Благотворный кувшин малороссийской варенухи
…От нашего Платова ариергарда в сторону с почтовой дороги послана была команда при офицере в господскую усадьбу, чтобы истребить запасы сахарного завода. Офицер нашего 1-го егерского полка прапорщик Россинский-Кабека не нашёл в нём ничего, кроме четырёх больших кадей белой сахарной патоки, которую он, сколько успел, раздал в присланные от полков ариергарда посудины для солдат и офицеров. А затем остатное немалое количество должен был, разрубя кади, спустить в ручей прилежащего к заводу оврага. Но прапорщик Кабека сверх розданной в полки припас налитой ею 10-вёдерный бочонок, прикреплённый к двухколёсной тележке, который и отослал на какой-то подбродяжной кляче в полк своему полковому командиру полковнику Карпенкову.
Смотря на бочонок сахарной патоки, полковник Карпенков вспомнил родную ему малороссийскую варенуху, по мнению его, весьма пригодную образу жизни в тяжких трудах аванпостных военного времени, особливо наступательных и отступных.
Было у нас при полку около сотни милиционных пикинёров (вооружённых пиками пехотинцев. – Ред.), данных нам незадолго пред тем, как и другим полкам егерским, для относу из сражения тяжелораненых и амуниции ружейной убитых.
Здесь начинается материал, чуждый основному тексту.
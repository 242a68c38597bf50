//! BMC client handles produced by the resolver.
//!
//! Every variant is already bound to an origin, basic-auth credentials and
//! polling options when it is handed out; constructing one sends no request.

mod options;
mod redfish;
mod redfish_kube;
mod redfish_local;

pub use options::BmcOptions;
pub use redfish::RedfishBmc;
pub use redfish_kube::RedfishKubeBmc;
pub use redfish_local::RedfishLocalBmc;

use crate::{BmcError, BmcResult, ProtocolName, core::domain::value_object::BmcEndpointUrl};
use async_trait::async_trait;
use serde::Deserialize;
use std::fmt;

/// Operations every BMC client supports.
#[async_trait]
pub trait BmcController: Send + Sync {
    /// The protocol flavour this client speaks
    fn protocol(&self) -> ProtocolName;

    /// The options the client was constructed with
    fn options(&self) -> &BmcOptions;

    /// The origin the client talks to
    fn endpoint(&self) -> &BmcEndpointUrl {
        &self.options().endpoint
    }

    /// Reads the current power state of a system
    async fn power_state(&self, system_id: &str) -> BmcResult<PowerState>;

    /// Requests the system to power on
    async fn power_on(&self, system_id: &str) -> BmcResult<()>;

    /// Requests the system to power off (hard)
    async fn power_off(&self, system_id: &str) -> BmcResult<()>;

    /// Polls the power state until it matches `target`.
    ///
    /// Uses the power polling interval and timeout from the client options.
    async fn wait_for_power_state(&self, system_id: &str, target: PowerState) -> BmcResult<()> {
        let polling = self.options().polling;
        let poll = async {
            loop {
                if self.power_state(system_id).await? == target {
                    return Ok::<(), BmcError>(());
                }
                tokio::time::sleep(polling.power_polling_interval).await;
            }
        };

        match tokio::time::timeout(polling.power_polling_timeout, poll).await {
            Ok(result) => result,
            Err(_) => Err(BmcError::Timeout(format!(
                "system {} to reach power state {}",
                system_id, target
            ))),
        }
    }
}

/// Power state as reported by Redfish `ComputerSystem.PowerState`.
#[derive(Debug, Clone, Copy, PartialEq, Eq, Deserialize)]
pub enum PowerState {
    On,
    Off,
    PoweringOn,
    PoweringOff,
    Paused,
    #[serde(other)]
    Unknown,
}

impl fmt::Display for PowerState {
    fn fmt(&self, f: &mut fmt::Formatter<'_>) -> fmt::Result {
        match self {
            PowerState::On => write!(f, "On"),
            PowerState::Off => write!(f, "Off"),
            PowerState::PoweringOn => write!(f, "PoweringOn"),
            PowerState::PoweringOff => write!(f, "PoweringOff"),
            PowerState::Paused => write!(f, "Paused"),
            PowerState::Unknown => write!(f, "Unknown"),
        }
    }
}

#[derive(Debug, Deserialize)]
pub(crate) struct ComputerSystem {
    #[serde(rename = "PowerState", default = "unknown_power_state")]
    pub(crate) power_state: PowerState,
}

fn unknown_power_state() -> PowerState {
    PowerState::Unknown
}

pub(crate) fn system_path(system_id: &str) -> String {
    format!("/redfish/v1/Systems/{}", system_id)
}

/// A constructed BMC client, one variant per supported protocol.
#[derive(Debug)]
pub enum BmcClient {
    Redfish(RedfishBmc),
    RedfishLocal(RedfishLocalBmc),
    RedfishKube(RedfishKubeBmc),
}

impl BmcClient {
    fn inner(&self) -> &dyn BmcController {
        match self {
            BmcClient::Redfish(client) => client,
            BmcClient::RedfishLocal(client) => client,
            BmcClient::RedfishKube(client) => client,
        }
    }
}

#[async_trait]
impl BmcController for BmcClient {
    fn protocol(&self) -> ProtocolName {
        self.inner().protocol()
    }

    fn options(&self) -> &BmcOptions {
        self.inner().options()
    }

    async fn power_state(&self, system_id: &str) -> BmcResult<PowerState> {
        self.inner().power_state(system_id).await
    }

    async fn power_on(&self, system_id: &str) -> BmcResult<()> {
        self.inner().power_on(system_id).await
    }

    async fn power_off(&self, system_id: &str) -> BmcResult<()> {
        self.inner().power_off(system_id).await
    }
}

#[cfg(test)]
mod tests {
    use super::*;

    #[test]
    fn test_power_state_from_redfish() {
        let system: ComputerSystem =
            serde_json::from_value(serde_json::json!({"PowerState": "PoweringOn"})).unwrap();
        assert_eq!(system.power_state, PowerState::PoweringOn);

        let system: ComputerSystem =
            serde_json::from_value(serde_json::json!({"PowerState": "Standby"})).unwrap();
        assert_eq!(system.power_state, PowerState::Unknown);

        let system: ComputerSystem = serde_json::from_value(serde_json::json!({})).unwrap();
        assert_eq!(system.power_state, PowerState::Unknown);
    }
}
Полковник Карпенков велел двум из них достать где-нибудь в опустелой деревне кувшин порядочной величины, как, например, в полведра, и ржаной муки узелок. Такой кувшин наполнялся ежедневно, с утра, патокою до половины и доливался пенною горелкою; туда же клали: пригоршню рябиновых ягод, лавровых листов и щепоть зернового перцу с гвоздичною головкой. После чего он, заложенный ветошною пробкою и замазанный тестом, ставился к лёгкому огню на весь день; а если отряд ариергарда отступал, то милиционные пестуны кувшина переносили благоутробное чадо своё на древке пики назад, вон из выстрелов, и продолжали нагревать до самого сумерка дня. В это время, когда прекращаются все местные и всякие с французами битвы, полковник наш посылал верхового отыскать кувшин свой. И когда он являлся среди бивачной беседы нашей, то тут бывала у нас отрадная попойка, оживлявшая наши силы, истощённые боевыми напряжениями в лютых состязаниях с неприятелем, приступавшим к сердцу России, которому уступленного нами места каждый шаг требовал жертвы кровей обеих сторон, и потому мы часто пили и в вечную память «вчера беседовавших» в кругу нашем около священного кувшина.
Кувшин этот был таким божественным кумиром полковой нашей семьи, приближённой к полковнику, что каждый из офицеров её круга, как бы ни был изнурён сражением, при одном намёке полковника о сыске кувшина бросался опрометью и скакал напропалую чрез рвы, рытвины и буераки, лишь бы ускорить призвание его сахарного благоутробия к поклонению ему на благословляемой Господом сим вечери усердных сынов Отечества. Уварившийся чрез целый день исподволь нектар этот вдруг чудотворно оживлял каждого вкушавшего от него. Хвала ему во веки веков!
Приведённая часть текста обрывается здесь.